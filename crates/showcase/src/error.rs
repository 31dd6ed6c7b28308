//! Unified error handling with Sentry integration.
//!
//! Provides a unified `AppError` type that captures errors to Sentry before
//! responding to the client. All route handlers should return `Result<T, AppError>`.

use axum::{
    http::StatusCode,
    response::{IntoResponse, Response},
};
use thiserror::Error;

use crate::services::{AuthError, UploadError};
use crate::store::StoreError;

/// Application-level error type.
#[derive(Debug, Error)]
pub enum AppError {
    /// Product data file operation failed.
    #[error("Store error: {0}")]
    Store(#[from] StoreError),

    /// Storing an uploaded model failed.
    #[error("Upload error: {0}")]
    Upload(#[from] UploadError),

    /// Authentication operation failed.
    #[error("Auth error: {0}")]
    Auth(#[from] AuthError),

    /// Bad request from client.
    #[error("Bad request: {0}")]
    BadRequest(String),

    /// Request body exceeded the upload limit.
    #[error("Payload too large")]
    PayloadTooLarge,
}

impl AppError {
    const fn status(&self) -> StatusCode {
        match self {
            Self::Store(_) | Self::Upload(_) => StatusCode::INTERNAL_SERVER_ERROR,
            Self::Auth(AuthError::InvalidCredentials) => StatusCode::UNAUTHORIZED,
            Self::BadRequest(_) => StatusCode::BAD_REQUEST,
            Self::PayloadTooLarge => StatusCode::PAYLOAD_TOO_LARGE,
        }
    }
}

impl IntoResponse for AppError {
    fn into_response(self) -> Response {
        let status = self.status();

        // Capture server errors to Sentry
        if status.is_server_error() {
            let event_id = sentry::capture_error(&self);
            tracing::error!(
                error = %self,
                sentry_event_id = %event_id,
                "Request error"
            );
        }

        // Don't expose internal error details to clients
        let message = match &self {
            Self::Store(_) | Self::Upload(_) => "Internal server error".to_string(),
            Self::Auth(AuthError::InvalidCredentials) => "Invalid admin credentials".to_string(),
            Self::BadRequest(msg) => msg.clone(),
            Self::PayloadTooLarge => "Upload exceeds the maximum allowed size".to_string(),
        };

        (status, message).into_response()
    }
}

/// Result type alias for `AppError`.
pub type Result<T> = std::result::Result<T, AppError>;
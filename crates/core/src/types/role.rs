//! Visitor roles tracked in the session.

use core::fmt;

use serde::{Deserialize, Serialize};

/// The role a visitor has selected for their browser session.
///
/// A session without a stored role is [`Role::Unauthenticated`]. Both
/// [`Role::User`] and [`Role::Admin`] have the same access rights; the role is
/// only shown as a label.
#[derive(Debug, Clone, Copy, PartialEq, Eq, Hash, Serialize, Deserialize, Default)]
#[serde(rename_all = "snake_case")]
pub enum Role {
    #[default]
    Unauthenticated,
    User,
    Admin,
}

impl Role {
    /// Whether this role may open the gated listing and upload pages.
    #[must_use]
    pub const fn is_authenticated(self) -> bool {
        match self {
            Self::User | Self::Admin => true,
            Self::Unauthenticated => false,
        }
    }

    /// Label shown in page headers.
    #[must_use]
    pub const fn label(self) -> &'static str {
        match self {
            Self::Unauthenticated => "guest",
            Self::User => "user",
            Self::Admin => "admin",
        }
    }

    /// Parse a label written by [`Role::label`].
    ///
    /// Only `user` and `admin` are accepted; anything else is `None`.
    #[must_use]
    pub fn from_label(label: &str) -> Option<Self> {
        match label {
            "user" => Some(Self::User),
            "admin" => Some(Self::Admin),
            _ => None,
        }
    }
}

impl fmt::Display for Role {
    fn fmt(&self, f: &mut fmt::Formatter<'_>) -> fmt::Result {
        f.write_str(self.label())
    }
}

★ ★ ★ ★ ★

__ACTIVITY__: Please give the number of lines in the data above that hold "PayloadTooLarge", and write nothing else.

__RESPONSE TO THIS TASK__: 3